A sophisticated recursive architecture that spawns and manages LLM-driven agents via a master-delegator model in a form of layers (just like a neural layers), with task-specific prompt tuning, execution constraints, and multi-agent recursion without human intervention.

> This uses a concept where a primary agent creates specialized sub-agents on demand. Each agent is dynamically generated with task-specific prompting and execution parameters, enabling efficient problem-solving without human intervention while not having a bias and having opinions from various agents instead of deciding on its own. Uses Ensemble technique.

# Architecture

## Here's how it works

![architecture diagram](/assets/architecture_layers.png)

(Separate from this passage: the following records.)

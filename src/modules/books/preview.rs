//! Render adapter: turns catalog data into display descriptions.
//!
//! Nothing here decides what is shown; callers pass in the slice to paint.

use std::sync::Arc;

use indexmap::IndexMap;
use serde::Serialize;

use super::catalog::Catalog;
use super::models::{Book, ANY};
use crate::utils;

/// A book's tile in the list.
#[derive(Debug, Clone, PartialEq, Eq, Serialize)]
pub struct PreviewCard {
    pub id: String,
    pub image: String,
    pub title: String,
    pub author: String,
}

/// The detail overlay's contents.
#[derive(Debug, Clone, PartialEq, Eq, Serialize)]
pub struct BookDetail {
    pub id: String,
    pub image: String,
    /// Backdrop image, blurred by the client
    pub blur_image: String,
    pub title: String,
    /// `"{author} ({year})"`, or just the author without a parseable date
    pub subtitle: String,
    pub description: String,
}

#[derive(Debug, Clone, PartialEq, Eq, Serialize)]
pub struct DropdownOption {
    pub value: String,
    pub label: String,
}

/// State of the "Show more" trigger.
#[derive(Debug, Clone, PartialEq, Eq, Serialize)]
pub struct ShowMoreButton {
    pub label: String,
    pub remaining: usize,
    pub disabled: bool,
}

impl ShowMoreButton {
    pub fn for_remaining(remaining: usize) -> Self {
        Self {
            label: format!("Show more ({remaining})"),
            remaining,
            disabled: remaining == 0,
        }
    }
}

pub fn preview_card(catalog: &Catalog, book: &Book) -> PreviewCard {
    PreviewCard {
        id: book.id.clone(),
        image: book.image.clone(),
        title: book.title.clone(),
        author: author_of(catalog, book).to_string(),
    }
}

pub fn preview_cards(catalog: &Catalog, books: &[Arc<Book>]) -> Vec<PreviewCard> {
    books.iter().map(|book| preview_card(catalog, book)).collect()
}

pub fn book_detail(catalog: &Catalog, book: &Book) -> BookDetail {
    let author = author_of(catalog, book);
    let subtitle = match utils::published_year(&book.published) {
        Some(year) => format!("{author} ({year})"),
        None => author.to_string(),
    };

    BookDetail {
        id: book.id.clone(),
        image: book.image.clone(),
        blur_image: book.image.clone(),
        title: book.title.clone(),
        subtitle,
        description: book.description.clone(),
    }
}

/// Select options for a lookup table: an `any` entry labelled `first_label`,
/// then every entry in table order.
pub fn dropdown_options(table: &IndexMap<String, String>, first_label: &str) -> Vec<DropdownOption> {
    std::iter::once(DropdownOption {
        value: ANY.to_string(),
        label: first_label.to_string(),
    })
    .chain(table.iter().map(|(id, name)| DropdownOption {
        value: id.clone(),
        label: name.clone(),
    }))
    .collect()
}

pub fn author_options(catalog: &Catalog) -> Vec<DropdownOption> {
    dropdown_options(catalog.authors(), "All Authors")
}

pub fn genre_options(catalog: &Catalog) -> Vec<DropdownOption> {
    dropdown_options(catalog.genres(), "All Genres")
}

// Catalogs are validated on load, so the lookup always resolves.
fn author_of<'a>(catalog: &'a Catalog, book: &Book) -> &'a str {
    catalog.author_name(&book.author_id).unwrap_or_default()
}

The system follows a recursive workflow:

- `Master Agent` analyzes the input task and generates a comprehensive task breakdown with dependency structure.
- For each subtask, the `Master Agent` creates a specialized `Child Agent` with custom fine-tuned prompts with dependencies.
- ~`Child Agents` work on their assigned tasks and can create their own `Sub-Child Agents` when further specialization is needed~
- `Child Agents` are rearranged based on the dependency graph and co-ordinates with other agents while sharing context
- ~Results flow back up the hierarchy for integration and final output~
- Results flow through layers of agents with context and intreprets a final output.

The key innovation is that agent creation and prompt engineering happen automatically at runtime in _layers_, with no predefined agent structures or human-designed prompts.

## Caveats

As you see, this runs on recrusive layers method. building agents upon agents as it needs. This can result in building an agent layer network as shown below
![agent tree](/assets/layers.png)

The recursive nature of this system creates potential challenges:

- **Resource Management:** Each additional agent consumes computational resources
- **Runtime Concerns:** Deep agent layers can significantly impact completion time as it becomes sequential after a time

While the system offers powerful flexibility by giving control to the `Master Agent`, careful monitoring is recommended for resource-intensive tasks.

## Demo

https://github.com/user-attachments/assets/ec99d37f-c6c9-4fbd-a07e-1997d88aaa99

# Citations and Resources

1. Emergence AI's 2025 Orchestrator
Automatically creates agents and assembles multi-agent systems with minimal human intervention... continuously refining tools through recursive self-improvement

2. ReDel's Recursive Systems (2024)
Introduces systems where a root agent "decomposes tasks into subtasks then delegates to sub-agents" rather than using human-defined agent graphs.

3. Beyond Better's Orchestrator (2025)
Implements "sub-agents created with specialized capabilities for token efficiency and parallel processing" through dynamic task analysis.

# License

This project is licensed under the GNU General Public License (GPL).